**Problem description:**
The answer should be one number: how many lines in the records below contain the word "that".
─── Given information
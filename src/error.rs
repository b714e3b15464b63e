//! Typed error taxonomy for request handlers.
//!
//! [`HandlerError`] is the closed set of failures a handler raises;
//! [`ErrorKind`] maps each to a stable wire code and HTTP status;
//! [`ClassifiedError`] is the reduced, client-safe shape produced by the
//! classifier in [`crate::classify`].

use serde::Serialize;
use serde_json::Value;
use std::time::Duration;
use thiserror::Error;

/// Boxed error type accepted at handler boundaries.
pub type BoxError = Box<dyn std::error::Error + Send + Sync>;

/// Closed set of error kinds, each with a stable code and HTTP status.
#[derive(Debug, Clone, Copy, PartialEq, Eq, Hash, Serialize)]
#[serde(rename_all = "kebab-case")]
pub enum ErrorKind {
    Validation,
    Authentication,
    Authorization,
    NotFound,
    RateLimit,
    ExternalService,
    Internal,
}

impl ErrorKind {
    /// Default HTTP status for this kind.
    pub fn status(&self) -> u16 {
        match self {
            ErrorKind::Validation => 400,
            ErrorKind::Authentication => 401,
            ErrorKind::Authorization => 403,
            ErrorKind::NotFound => 404,
            ErrorKind::RateLimit => 429,
            ErrorKind::ExternalService => 503,
            ErrorKind::Internal => 500,
        }
    }

    /// Stable wire code, matching the serde representation.
    pub fn code(&self) -> &'static str {
        match self {
            ErrorKind::Validation => "validation",
            ErrorKind::Authentication => "authentication",
            ErrorKind::Authorization => "authorization",
            ErrorKind::NotFound => "not-found",
            ErrorKind::RateLimit => "rate-limit",
            ErrorKind::ExternalService => "external-service",
            ErrorKind::Internal => "internal",
        }
    }
}

/// The failures a request handler raises.
#[derive(Debug, Error)]
pub enum HandlerError {
    /// Caller-supplied input failed a constraint. `details` carries the
    /// structured payload (e.g. which fields failed) through to the client.
    #[error("{message}")]
    Validation { message: String, details: Option<Value> },

    /// Missing or invalid credentials.
    #[error("{0}")]
    Authentication(String),

    /// Authenticated but insufficient privilege.
    #[error("{0}")]
    Authorization(String),

    /// Referenced resource does not exist.
    #[error("{0} not found")]
    NotFound(String),

    /// Quota exceeded for the current window.
    #[error("rate limit exceeded")]
    RateLimited { retry_after: Option<Duration> },

    /// A downstream collaborator (email API, storage) failed.
    #[error("{service} is unavailable")]
    ExternalService {
        service: String,
        #[source]
        source: Option<BoxError>,
    },

    /// Unclassified application failure.
    #[error("{0}")]
    Internal(String),
}

impl HandlerError {
    pub fn validation(message: impl Into<String>) -> Self {
        HandlerError::Validation { message: message.into(), details: None }
    }

    pub fn validation_with(message: impl Into<String>, details: Value) -> Self {
        HandlerError::Validation { message: message.into(), details: Some(details) }
    }

    pub fn not_found(resource: impl Into<String>) -> Self {
        HandlerError::NotFound(resource.into())
    }

    pub fn external(service: impl Into<String>) -> Self {
        HandlerError::ExternalService { service: service.into(), source: None }
    }

    pub fn external_with(service: impl Into<String>, source: BoxError) -> Self {
        HandlerError::ExternalService { service: service.into(), source: Some(source) }
    }

    pub fn internal(message: impl Into<String>) -> Self {
        HandlerError::Internal(message.into())
    }

    pub fn kind(&self) -> ErrorKind {
        match self {
            HandlerError::Validation { .. } => ErrorKind::Validation,
            HandlerError::Authentication(_) => ErrorKind::Authentication,
            HandlerError::Authorization(_) => ErrorKind::Authorization,
            HandlerError::NotFound(_) => ErrorKind::NotFound,
            HandlerError::RateLimited { .. } => ErrorKind::RateLimit,
            HandlerError::ExternalService { .. } => ErrorKind::ExternalService,
            HandlerError::Internal(_) => ErrorKind::Internal,
        }
    }
}

/// The reduced, serializable result of classifying a caught error.
///
/// Constructed fresh per classification, never mutated afterwards.
#[derive(Debug, Clone, PartialEq, Serialize)]
pub struct ClassifiedError {
    pub kind: ErrorKind,
    pub message: String,
    pub http_status: u16,
    #[serde(skip_serializing_if = "Option::is_none")]
    pub details: Option<Value>,
}

impl ClassifiedError {
    pub fn new(kind: ErrorKind, message: impl Into<String>) -> Self {
        Self { kind, message: message.into(), http_status: kind.status(), details: None }
    }

    pub fn with_details(mut self, details: Value) -> Self {
        self.details = Some(details);
        self
    }
}

impl std::fmt::Display for ClassifiedError {
    fn fmt(&self, f: &mut std::fmt::Formatter<'_>) -> std::fmt::Result {
        write!(f, "{} ({})", self.message, self.kind.code())
    }
}

impl std::error::Error for ClassifiedError {}
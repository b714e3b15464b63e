//! Retry policy for fallible async operations.
//!
//! Semantics:
//! - `max_attempts` counts total attempts (initial try + retries); default 3.
//! - Every failure is retried by default. The `retry_if` predicate can
//!   exclude errors that will never succeed on retry (input validation and the
//!   like), but the default is deliberately to retry everything.
//! - After the final failed attempt the last error propagates unchanged, with
//!   no wrapper type. The caller's classification layer is responsible for
//!   final shaping.
//! - `on_retry` fires after each failed non-final attempt, before the delay,
//!   so observers see the error and the attempt number that produced it.
//! - The delay between attempts comes from [`Backoff`] (optionally randomized
//!   by [`Jitter`]) and is applied through a [`Sleeper`], so tests run retry
//!   schedules instantly.
//!
//! ```rust
//! use std::time::Duration;
//! use guardrail::{Backoff, RetryPolicy};
//!
//! # tokio::runtime::Runtime::new().unwrap().block_on(async {
//! let policy = RetryPolicy::<std::io::Error>::builder()
//!     .max_attempts(3)
//!     .backoff(Backoff::exponential(Duration::from_millis(50)))
//!     .build()
//!     .unwrap();
//!
//! let value = policy.execute(|| async { Ok::<_, std::io::Error>(7) }).await.unwrap();
//! assert_eq!(value, 7);
//! # });
//! ```

use crate::time::{Sleeper, TokioSleeper};
use crate::{Backoff, Jitter};
use std::future::Future;
use std::sync::Arc;
use std::time::Duration;
use thiserror::Error;

/// Observer invoked after each failed non-final attempt.
pub type RetryObserver<E> = Arc<dyn Fn(&E, usize) + Send + Sync>;

/// Retry policy combining attempt budget, backoff, jitter, and predicate.
#[derive(Clone)]
pub struct RetryPolicy<E> {
    max_attempts: usize,
    backoff: Backoff,
    jitter: Jitter,
    retry_if: Arc<dyn Fn(&E) -> bool + Send + Sync>,
    on_retry: Option<RetryObserver<E>>,
    sleeper: Arc<dyn Sleeper>,
}

impl<E> std::fmt::Debug for RetryPolicy<E> {
    fn fmt(&self, f: &mut std::fmt::Formatter<'_>) -> std::fmt::Result {
        f.debug_struct("RetryPolicy")
            .field("max_attempts", &self.max_attempts)
            .field("backoff", &self.backoff)
            .field("jitter", &self.jitter)
            .field("retry_if", &"<predicate>")
            .field("on_retry", &self.on_retry.as_ref().map(|_| "<observer>"))
            .field("sleeper", &"<sleeper>")
            .finish()
    }
}

impl<E> RetryPolicy<E>
where
    E: std::error::Error + Send + Sync + 'static,
{
    pub fn builder() -> RetryPolicyBuilder<E> {
        RetryPolicyBuilder::new()
    }

    /// Execute an async operation with retry semantics.
    ///
    /// Returns the first success, or the error from the final attempt.
    pub async fn execute<T, Fut, Op>(&self, mut operation: Op) -> Result<T, E>
    where
        T: Send,
        Fut: Future<Output = Result<T, E>> + Send,
        Op: FnMut() -> Fut + Send,
    {
        for attempt in 1..=self.max_attempts {
            match operation().await {
                Ok(value) => return Ok(value),
                Err(error) => {
                    if attempt == self.max_attempts || !(self.retry_if)(&error) {
                        return Err(error);
                    }
                    if let Some(observer) = &self.on_retry {
                        observer(&error, attempt);
                    }
                    let delay = self.jitter.apply(self.backoff.delay(attempt));
                    tracing::debug!(
                        attempt,
                        max_attempts = self.max_attempts,
                        delay_ms = delay.as_millis() as u64,
                        error = %error,
                        "attempt failed; backing off before retry"
                    );
                    self.sleeper.sleep(delay).await;
                }
            }
        }

        // The loop always returns on the final attempt; max_attempts >= 1 is
        // enforced at build time.
        debug_assert!(false, "retry loop exited without returning");
        unreachable!()
    }
}

/// Errors produced while building a retry policy.
#[derive(Debug, Error, Clone, PartialEq, Eq)]
pub enum BuildError {
    #[error("max_attempts must be > 0 (got {0})")]
    InvalidMaxAttempts(usize),
}

/// Builder for [`RetryPolicy`].
pub struct RetryPolicyBuilder<E> {
    max_attempts: usize,
    backoff: Backoff,
    jitter: Jitter,
    retry_if: Arc<dyn Fn(&E) -> bool + Send + Sync>,
    on_retry: Option<RetryObserver<E>>,
    sleeper: Arc<dyn Sleeper>,
}

impl<E> RetryPolicyBuilder<E>
where
    E: std::error::Error + Send + Sync + 'static,
{
    pub fn new() -> Self {
        Self {
            max_attempts: 3,
            backoff: Backoff::exponential(Duration::from_secs(1)),
            jitter: Jitter::None,
            retry_if: Arc::new(|_| true),
            on_retry: None,
            sleeper: Arc::new(TokioSleeper),
        }
    }

    /// Total attempts (initial + retries). Must be > 0.
    pub fn max_attempts(mut self, attempts: usize) -> Self {
        self.max_attempts = attempts;
        self
    }

    pub fn backoff(mut self, backoff: Backoff) -> Self {
        self.backoff = backoff;
        self
    }

    pub fn with_jitter(mut self, jitter: Jitter) -> Self {
        self.jitter = jitter;
        self
    }

    /// Predicate deciding whether an error is worth retrying.
    pub fn retry_if<F>(mut self, predicate: F) -> Self
    where
        F: Fn(&E) -> bool + Send + Sync + 'static,
    {
        self.retry_if = Arc::new(predicate);
        self
    }

    /// Observer called with the error and attempt number before each retry.
    pub fn on_retry<F>(mut self, observer: F) -> Self
    where
        F: Fn(&E, usize) + Send + Sync + 'static,
    {
        self.on_retry = Some(Arc::new(observer));
        self
    }

    pub fn with_sleeper<S>(mut self, sleeper: S) -> Self
    where
        S: Sleeper + 'static,
    {
        self.sleeper = Arc::new(sleeper);
        self
    }

    pub fn build(self) -> Result<RetryPolicy<E>, BuildError> {
        if self.max_attempts == 0 {
            return Err(BuildError::InvalidMaxAttempts(0));
        }
        Ok(RetryPolicy {
            max_attempts: self.max_attempts,
            backoff: self.backoff,
            jitter: self.jitter,
            retry_if: self.retry_if,
            on_retry: self.on_retry,
            sleeper: self.sleeper,
        })
    }
}

impl<E> Default for RetryPolicyBuilder<E>
where
    E: std::error::Error + Send + Sync + 'static,
{
    fn default() -> Self {
        Self::new()
    }
}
──────
**Response area:**
2